1984 might have Orwellian connotations to many, but for me, it was the year when my life took a completely different and dramatic turn.

Anyone who grew up in the 1980s remembers the buzz around those new mysterious machines called “computers.” From sci-fi movies and magazine features to “experts” talking on the two miserable Egyptian state television channels we were stuck with, the “future of mankind” seemed to rest on that electronic device. Very few of us knew anything about that enigmatic device.

I distinctly recall my father speaking with enthusiasm about that new invention. Books, brochures, and magazines that he used to bring home from work all dealt with this new technological revolution called "personal computing." Those colossal electronic machines, which had to be housed in massive air-conditioned halls, had shrunk to the size of a box that you can place on a desk in just a couple of decades.

It did not take long for my father to convince the seven-year-old me to get on a bus in the summer of 1984 that took me away from home to the first "Arab CompuCamp" to "study computers," as he put it.

It was a life-changing experience. I spent roughly a month with dozens of Arab children, mainly from Palestine, doing what kids do best—play. We ran, swam, played chess, competed in different sports, sang, and danced. But most importantly, twice a day we attended classes about computer programming. We would spend hours studying Logo, Basic, and Pascal—all of which are obsolete today. But back then, it was astounding how you could work with your brains to come up with formulas in order to move a “Logo turtle” forward or backward. Imagine children drawing geometrical designs and commanding a small robot on wheels with their voices.

This camp, and the following ones I attended annually, was also my introduction to the Palestinian cause. Living, learning, and receiving education together with Palestinian children meant never ending chats about their homeland, the Israeli occupation, and the diasporic condition in the refugee camps. I was learning in a single conversation with a Palestinian child more than what I would learn from watching films or reading books at that age.

From an early age, this experience fostered deep inside me the belief in common destiny and the bigger picture. Progress in the region meant education and scientific advancement that serves the cause of human liberation.

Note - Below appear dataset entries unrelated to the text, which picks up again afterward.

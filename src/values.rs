use serde_json::{Number, Value};
use std::cmp::Ordering;

/// Loose ordering between two values.
///
/// Numbers and numeric strings compare numerically, strings lexically, booleans as
/// 0/1. Anything else is unordered.
pub fn compare(a: &Value, b: &Value) -> Option<Ordering> {
    match (a, b) {
        (Value::String(sa), Value::String(sb)) => Some(sa.cmp(sb)),
        (Value::Number(na), Value::Number(nb)) => na.as_f64()?.partial_cmp(&nb.as_f64()?),
        (Value::Bool(ba), Value::Bool(bb)) => Some(ba.cmp(bb)),
        (Value::Number(na), Value::String(sb)) => {
            let db = sb.trim().parse::<f64>().ok()?;
            na.as_f64()?.partial_cmp(&db)
        }
        (Value::String(sa), Value::Number(nb)) => {
            let da = sa.trim().parse::<f64>().ok()?;
            da.partial_cmp(&nb.as_f64()?)
        }
        _ => None,
    }
}

pub fn truthy(v: &Value) -> bool {
    match v {
        Value::Null => false,
        Value::Bool(b) => *b,
        Value::Number(n) => n.as_f64().map(|f| f != 0.0 && !f.is_nan()).unwrap_or(false),
        Value::String(s) => !s.is_empty(),
        Value::Array(a) => !a.is_empty(),
        Value::Object(o) => !o.is_empty(),
    }
}

pub fn type_name(v: &Value) -> &'static str {
    match v {
        Value::Null => "null",
        Value::Bool(_) => "boolean",
        Value::Number(_) => "number",
        Value::String(_) => "string",
        Value::Array(_) => "array",
        Value::Object(_) => "object",
    }
}

/// Text used when a value is interpolated into a message.
/// Strings appear without quotes and a missing value reads `undefined`.
pub fn render(v: Option<&Value>) -> String {
    match v {
        None => "undefined".to_string(),
        Some(Value::String(s)) => s.clone(),
        Some(other) => other.to_string(),
    }
}

/// Integral results stay integers so `2 * 3` prints as `6`, not `6.0`.
pub fn number(f: f64) -> Value {
    if f.fract() == 0.0 && f.abs() < i64::MAX as f64 {
        Value::from(f as i64)
    } else {
        Number::from_f64(f).map(Value::Number).unwrap_or(Value::Null)
    }
}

Those "CompuCamps" mushroomed quickly in subsequent years and were held simultaneously in different Arab countries, not just Egypt. They created a new generation of Arab youth who were drawn into technology as well as political activism—trying to come up with algorithms for social change.

Today, I hardly meet an Arab techie in his late thirties or forties who has not passed those camps during his or her childhood. Both friendships and networks were forged in the pre-internet age.

The main driving force behind those "CompuCamps" and similar projects was no one but a young Egyptian Palestinian named Ali Shaath. As a teenager, Ali organized those camps and brought thousands of Arab kids together, in one of the biggest independent education projects this region has witnessed from 1984 to 1994.

He went on later to pioneer several projects that focused on technology, education, culture, and the promotion of open source in the Arab World. Ali’s list of achievements as well as his contribution to the activist scene can fill volumes and volumes.

His devotion to education, science, and progress, led him later to revive the “CompuCamps” once again. In 2005, together with his wife veteran writer Ranwa Yehia, he inaugurated the Arab Digital Expression Camps. In 2009, they established the Arab Digital Expression Foundation (ADEF) that has been providing a unique venue for the support of independent technology-related projects dealing with the free flow of information, art, music, poetry, science, and children's education.

Ali passed away from a heart attack on the night of 4 December 2013 at the age of forty-six. Many do not know his name because he preferred working in silence and modesty.

His heart stopped beating, yet his beautiful mind remains alive with us in the projects he founded and the dreams he inspired for scientific progress.

 

He was remembered and honored today at the Egyptian Press Syndicate.